● Exercise aim:
The entries below hold a line with "const fn as_str(self)" and a line with "use GenerationMethod::*;". Return those lines and all that lie between them, exactly and only.

● Data to examine:
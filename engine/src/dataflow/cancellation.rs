// Copyright 2025 The ENKA-S Authors
//
// Licensed under the Apache License, Version 2.0 (the "License");
// you may not use this file except in compliance with the License.
// You may obtain a copy of the License at
//
//     http://www.apache.org/licenses/LICENSE-2.0
//
// Unless required by applicable law or agreed to in writing, software
// distributed under the License is distributed on an "AS IS" BASIS,
// WITHOUT WARRANTIES OR CONDITIONS OF ANY KIND, either express or implied.
// See the License for the specific language governing permissions and
// limitations under the License.
//! Cooperative cancellation shared between the runner and its integrator.

use std::sync::Arc;
use std::sync::atomic::{AtomicBool, Ordering};

/// A cheaply cloneable flag polled before every integrator step and inside
/// every O(N²) accumulation. Setting it does not interrupt in-flight work —
/// the integrator notices at its next check and returns early, leaving the
/// system in a consistent (if possibly mid-step) state.
#[derive(Debug, Clone, Default)]
pub struct CancellationToken(Arc<AtomicBool>);

impl CancellationToken {
    pub fn new() -> Self {
        CancellationToken(Arc::new(AtomicBool::new(false)))
    }

    /// Request cancellation. Idempotent.
    pub fn cancel(&self) {
        self.0.store(true, Ordering::SeqCst);
    }

    pub fn is_cancelled(&self) -> bool {
        self.0.load(Ordering::SeqCst)
    }
}
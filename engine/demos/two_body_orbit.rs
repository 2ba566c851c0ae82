// Copyright 2025 The ENKA-S Authors
//
// Licensed under the Apache License, Version 2.0 (the "License");
// you may not use this file except in compliance with the License.
// You may obtain a copy of the License at
//
//     http://www.apache.org/licenses/LICENSE-2.0
//
// Unless required by applicable law or agreed to in writing, software
// distributed under the License is distributed on an "AS IS" BASIS,
// WITHOUT WARRANTIES OR CONDITIONS OF ANY KIND, either express or implied.
// See the License for the specific language governing permissions and
// limitations under the License.
//! A circular two-body orbit run with leapfrog, printing its energy drift.

use nbody_engine::dataflow::{BoundedQueue, BufferPool, CancellationToken};
use nbody_engine::integration::{LeapfrogSettings, LeapfrogSimulator, Simulator};
use nbody_engine::math::Vector3D;
use nbody_engine::runner::{Runner, RunnerConfig};
use nbody_engine::system::System;

fn main() {
    env_logger::init();

    let system = System::from_arrays(
        vec![Vector3D::new(-1.0, 0.0, 0.0), Vector3D::new(1.0, 0.0, 0.0)],
        vec![Vector3D::new(0.0, -0.5, 0.0), Vector3D::new(0.0, 0.5, 0.0)],
        vec![1.0, 1.0],
    );

    let softening = 0.01;
    let simulator = Simulator::Leapfrog(LeapfrogSimulator::new(LeapfrogSettings {
        time_step: 0.001,
        softening_parameter: softening,
    }));

    let config = RunnerConfig {
        render_step: 0.1,
        diagnostics_step: 0.1,
        analytics_step: 0.0,
        persist_trajectory: true,
        persist_diagnostics: true,
    };
    let runner = Runner::new(config);

    let pool = BufferPool::new(32, System::new).expect("pool size is positive");
    let trajectory_queue = BoundedQueue::new(32);
    let diagnostics_queue = BoundedQueue::new(32);
    let cancel = CancellationToken::new();

    runner
        .run(simulator, system, 5.0, softening, &pool, &trajectory_queue, &diagnostics_queue, &cancel)
        .expect("run should not fail on valid settings");

    let mut first_energy = None;
    let mut last_energy = 0.0;
    while let Some(Some(snapshot)) = diagnostics_queue.pop() {
        let e = snapshot.data.e_kin + snapshot.data.e_pot;
        first_energy.get_or_insert(e);
        last_energy = e;
    }
    if let Some(e0) = first_energy {
        println!("energy drift over the run: {:.6e}", (last_energy - e0).abs());
    }

    while trajectory_queue.pop().flatten().is_some() {}
}
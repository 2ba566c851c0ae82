// Copyright 2025 The ENKA-S Authors
//
// Licensed under the Apache License, Version 2.0 (the "License");
// you may not use this file except in compliance with the License.
// You may obtain a copy of the License at
//
//     http://www.apache.org/licenses/LICENSE-2.0
//
// Unless required by applicable law or agreed to in writing, software
// distributed under the License is distributed on an "AS IS" BASIS,
// WITHOUT WARRANTIES OR CONDITIONS OF ANY KIND, either express or implied.
// See the License for the specific language governing permissions and
// limitations under the License.
//! Kick-drift-kick leapfrog: symplectic, preserves energy to O(dt²) over
//! long runs.

use crate::dataflow::CancellationToken;
use crate::error::EngineError;
use crate::math::Vector3D;
use crate::physics;
use crate::system::System;

use super::{Integrator, LeapfrogSettings};

pub struct LeapfrogSimulator {
    settings: LeapfrogSettings,
    softening_sqr: f64,
    system_time: f64,
    system: System,
    accelerations: Vec<Vector3D>,
}

impl LeapfrogSimulator {
    pub fn new(settings: LeapfrogSettings) -> Self {
        let softening_sqr = settings.softening_parameter * settings.softening_parameter;
        LeapfrogSimulator {
            settings,
            softening_sqr,
            system_time: 0.0,
            system: System::new(),
            accelerations: Vec::new(),
        }
    }

    fn update_forces(&mut self, cancel: &CancellationToken) {
        let n = self.system.count();
        self.accelerations.iter_mut().for_each(|a| *a = Vector3D::new(0.0, 0.0, 0.0));

        let positions = &self.system.positions;
        let masses = &self.system.masses;
        for i in 0..n {
            if cancel.is_cancelled() {
                return;
            }
            for j in (i + 1)..n {
                let r_ij = positions[j] - positions[i];
                let dist2 = r_ij.norm2() + self.softening_sqr;
                if dist2 <= 0.0 {
                    continue;
                }
                let dist_inv = 1.0 / dist2.sqrt();
                let dist_inv3 = dist_inv * dist_inv * dist_inv;
                self.accelerations[i] += r_ij * masses[j] * dist_inv3;
                self.accelerations[j] -= r_ij * masses[i] * dist_inv3;
            }
        }
    }
}

impl Integrator for LeapfrogSimulator {
    fn set_system(&mut self, mut initial: System) -> Result<(), EngineError> {
        physics::scale_to_henon_units(&mut initial, self.settings.softening_parameter);
        self.accelerations = vec![Vector3D::new(0.0, 0.0, 0.0); initial.count()];
        self.system = initial;
        self.update_forces(&CancellationToken::new());
        self.system_time = 0.0;
        Ok(())
    }

    fn step(&mut self, cancel: &CancellationToken) {
        let n = self.system.count();
        if cancel.is_cancelled() || n == 0 {
            return;
        }

        let dt = self.settings.time_step;

        for i in 0..n {
            self.system.velocities[i] += self.accelerations[i] * dt * 0.5;
        }
        for i in 0..n {
            self.system.positions[i] += self.system.velocities[i] * dt;
        }

        self.update_forces(cancel);
        if cancel.is_cancelled() {
            return;
        }

        for i in 0..n {
            self.system.velocities[i] += self.accelerations[i] * dt * 0.5;
        }

        self.system_time += dt;
    }

    fn system_time(&self) -> f64 {
        self.system_time
    }

    fn system(&self) -> &System {
        &self.system
    }
}

#[cfg(test)]
mod tests {
    use super::*;
    use crate::system::System;

    fn two_body() -> System {
        System::from_arrays(
            vec![Vector3D::new(-1.0, 0.0, 0.0), Vector3D::new(1.0, 0.0, 0.0)],
            vec![Vector3D::new(0.0, -0.1, 0.0), Vector3D::new(0.0, 0.1, 0.0)],
            vec![1.0, 1.0],
        )
    }

    #[test]
    fn step_advances_time_by_dt() {
        let mut sim = LeapfrogSimulator::new(LeapfrogSettings { time_step: 0.02, softening_parameter: 0.01 });
        sim.set_system(two_body()).unwrap();
        sim.step(&CancellationToken::new());
        assert!((sim.system_time() - 0.02).abs() < 1e-12);
    }

    #[test]
    fn energy_is_conserved_over_many_steps() {
        let mut sim = LeapfrogSimulator::new(LeapfrogSettings { time_step: 0.001, softening_parameter: 0.01 });
        sim.set_system(two_body()).unwrap();
        let e0 = physics::kinetic_energy(sim.system())
            + physics::potential_energy(sim.system(), 0.01, 1.0);
        let cancel = CancellationToken::new();
        for _ in 0..1000 {
            sim.step(&cancel);
        }
        let e1 = physics::kinetic_energy(sim.system())
            + physics::potential_energy(sim.system(), 0.01, 1.0);
        assert!((e1 - e0).abs() < 1e-3);
    }

    #[test]
    fn step_is_a_no_op_once_cancelled() {
        let mut sim = LeapfrogSimulator::new(LeapfrogSettings { time_step: 0.02, softening_parameter: 0.01 });
        sim.set_system(two_body()).unwrap();
        let cancel = CancellationToken::new();
        cancel.cancel();
        let before = sim.system().positions.clone();
        sim.step(&cancel);
        assert_eq!(sim.system().positions, before);
    }
}
// Copyright 2025 The ENKA-S Authors
//
// Licensed under the Apache License, Version 2.0 (the "License");
// you may not use this file except in compliance with the License.
// You may obtain a copy of the License at
//
//     http://www.apache.org/licenses/LICENSE-2.0
//
// Unless required by applicable law or agreed to in writing, software
// distributed under the License is distributed on an "AS IS" BASIS,
// WITHOUT WARRANTIES OR CONDITIONS OF ANY KIND, either express or implied.
// See the License for the specific language governing permissions and
// limitations under the License.
//! Reads a pre-built system from a CSV-formatted byte stream.
//!
//! Header row: `pos_x,pos_y,pos_z,vel_x,vel_y,vel_z,mass`. Rows with fewer
//! than seven comma-separated fields, or a field that fails to parse as a
//! float, are skipped — never a hard error, per the reference contract.

use std::io::{BufRead, BufReader, Read};

use crate::error::EngineError;
use crate::math::Vector3D;
use crate::system::System;

pub fn create_system(reader: impl Read) -> Result<System, EngineError> {
    let mut lines = BufReader::new(reader).lines();
    lines.next(); // header

    let mut system = System::new();
    for line in lines {
        let line = line?;
        let cells: Vec<&str> = line.split(',').collect();
        if cells.len() < 7 {
            log::debug!("skipping malformed stream row: {line:?}");
            continue;
        }

        let parsed: Result<Vec<f64>, _> = cells[..7].iter().map(|c| c.trim().parse::<f64>()).collect();
        match parsed {
            Ok(values) => {
                system.positions.push(Vector3D::new(values[0], values[1], values[2]));
                system.velocities.push(Vector3D::new(values[3], values[4], values[5]));
                system.masses.push(values[6]);
            }
            Err(_) => log::debug!("skipping unparsable stream row: {line:?}"),
        }
    }

    Ok(system)
}
// Copyright 2025 The ENKA-S Authors
//
// Licensed under the Apache License, Version 2.0 (the "License");
// you may not use this file except in compliance with the License.
// You may obtain a copy of the License at
//
//     http://www.apache.org/licenses/LICENSE-2.0
//
// Unless required by applicable law or agreed to in writing, software
// distributed under the License is distributed on an "AS IS" BASIS,
// WITHOUT WARRANTIES OR CONDITIONS OF ANY KIND, either express or implied.
// See the License for the specific language governing permissions and
// limitations under the License.
//! Initial-condition generators.
//!
//! Every generator produces one [`System`](crate::system::System) by value
//! and centers it on its own barycenter before returning. Randomized
//! generators are seeded once with [`rand::rngs::StdRng`] and never
//! reseeded mid-run, so identical settings and seed always reproduce a
//! bit-identical system.

mod collision_model;
mod flyby_model;
mod normal_sphere;
mod plummer_sphere;
mod settings;
mod spiral_galaxy;
mod stream;
mod uniform_cube;
mod uniform_sphere;

pub use settings::{
    CollisionModelSettings, FlybyModelSettings, GenerationConfig, GenerationSettings,
    NormalSphereSettings, PlummerSphereSettings, SpiralGalaxySettings, UniformCubeSettings,
    UniformSphereSettings,
};
pub use stream::create_system as create_from_stream;

use std::fmt;
use std::str::FromStr;

use crate::error::EngineError;
use crate::system::System;

/// Which generation algorithm produced (or should produce) a system.
/// `Display`/`FromStr` round-trip the reference implementation's
/// human-readable identifiers, used when persisting settings to disk.
#[derive(Debug, Clone, Copy, PartialEq, Eq)]
pub enum GenerationMethod {
    NormalSphere,
    UniformCube,
    UniformSphere,
    PlummerSphere,
    SpiralGalaxy,
    CollisionModel,
    FlybyModel,
}

impl GenerationMethod {
    const fn as_str(self) -> &'static str {
        match self {
            GenerationMethod::NormalSphere => "Normal Sphere",
            GenerationMethod::UniformCube => "Uniform Cube",
            GenerationMethod::UniformSphere => "Uniform Sphere",
            GenerationMethod::PlummerSphere => "Plummer Model",
            GenerationMethod::SpiralGalaxy => "Spiral Galaxy",
            GenerationMethod::CollisionModel => "Collision Model",
            GenerationMethod::FlybyModel => "Flyby Model",
        }
    }
}

impl fmt::Display for GenerationMethod {
    fn fmt(&self, f: &mut fmt::Formatter<'_>) -> fmt::Result {
        f.write_str(self.as_str())
    }
}

impl FromStr for GenerationMethod {
    type Err = EngineError;

    fn from_str(s: &str) -> Result<Self, Self::Err> {
        use GenerationMethod::*;
        [NormalSphere, UniformCube, UniformSphere, PlummerSphere, SpiralGalaxy, CollisionModel, FlybyModel]
            .into_iter()
            .find(|method| method.as_str() == s)
            .ok_or_else(|| EngineError::InvalidSettings(format!("unknown generation method {s:?}")))
    }
}

impl From<&GenerationSettings> for GenerationMethod {
    fn from(settings: &GenerationSettings) -> Self {
        match settings {
            GenerationSettings::NormalSphere(_) => GenerationMethod::NormalSphere,
            GenerationSettings::UniformCube(_) => GenerationMethod::UniformCube,
            GenerationSettings::UniformSphere(_) => GenerationMethod::UniformSphere,
            GenerationSettings::PlummerSphere(_) => GenerationMethod::PlummerSphere,
            GenerationSettings::SpiralGalaxy(_) => GenerationMethod::SpiralGalaxy,
            GenerationSettings::CollisionModel(_) => GenerationMethod::CollisionModel,
            GenerationSettings::FlybyModel(_) => GenerationMethod::FlybyModel,
        }
    }
}

/// Dispatch on `config`'s settings tag and run the matching generator,
/// mirroring the reference implementation's `std::visit`-based factory.
pub fn create(config: &GenerationConfig) -> Result<System, EngineError> {
    if !config.is_valid() {
        return Err(EngineError::InvalidSettings(format!(
            "{} settings failed validation",
            GenerationMethod::from(&config.settings)
        )));
    }

    match &config.settings {
        GenerationSettings::NormalSphere(s) => normal_sphere::create_system(s, config.seed),
        GenerationSettings::UniformCube(s) => uniform_cube::create_system(s, config.seed),
        GenerationSettings::UniformSphere(s) => uniform_sphere::create_system(s, config.seed),
        GenerationSettings::PlummerSphere(s) => plummer_sphere::create_system(s, config.seed),
        GenerationSettings::SpiralGalaxy(s) => spiral_galaxy::create_system(s, config.seed),
        GenerationSettings::CollisionModel(s) => collision_model::create_system(s, config.seed),
        GenerationSettings::FlybyModel(s) => flyby_model::create_system(s, config.seed),
    }
}

#[cfg(test)]
mod tests {
    use super::*;

    #[test]
    fn method_strings_round_trip() {
        for method in [
            GenerationMethod::NormalSphere,
            GenerationMethod::UniformCube,
            GenerationMethod::UniformSphere,
            GenerationMethod::PlummerSphere,
            GenerationMethod::SpiralGalaxy,
            GenerationMethod::CollisionModel,
            GenerationMethod::FlybyModel,
        ] {
            assert_eq!(method.to_string().parse::<GenerationMethod>().unwrap(), method);
        }
    }

    #[test]
    fn unknown_method_string_is_rejected() {
        assert!("Not A Real Method".parse::<GenerationMethod>().is_err());
    }

    #[test]
    fn factory_dispatches_to_the_matching_generator() {
        let config = GenerationConfig {
            seed: 1,
            settings: GenerationSettings::UniformCube(UniformCubeSettings {
                particle_count: 50,
                side_length: 4.0,
                initial_velocity: 1.0,
                total_mass: 10.0,
            }),
        };
        let system = create(&config).unwrap();
        assert_eq!(system.count(), 50);
    }

    #[test]
    fn factory_rejects_invalid_settings_without_mutating_anything() {
        let config = GenerationConfig {
            seed: 1,
            settings: GenerationSettings::UniformCube(UniformCubeSettings {
                particle_count: 0,
                side_length: 4.0,
                initial_velocity: 1.0,
                total_mass: 10.0,
            }),
        };
        assert!(create(&config).is_err());
    }
}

● Output of the task:
    const fn as_str(self) -> &'static str {
        match self {
            GenerationMethod::NormalSphere => "Normal Sphere",
            GenerationMethod::UniformCube => "Uniform Cube",
            GenerationMethod::UniformSphere => "Uniform Sphere",
            GenerationMethod::PlummerSphere => "Plummer Model",
            GenerationMethod::SpiralGalaxy => "Spiral Galaxy",
            GenerationMethod::CollisionModel => "Collision Model",
            GenerationMethod::FlybyModel => "Flyby Model",
        }
    }
}

impl fmt::Display for GenerationMethod {
    fn fmt(&self, f: &mut fmt::Formatter<'_>) -> fmt::Result {
        f.write_str(self.as_str())
    }
}

impl FromStr for GenerationMethod {
    type Err = EngineError;

    fn from_str(s: &str) -> Result<Self, Self::Err> {
        use GenerationMethod::*;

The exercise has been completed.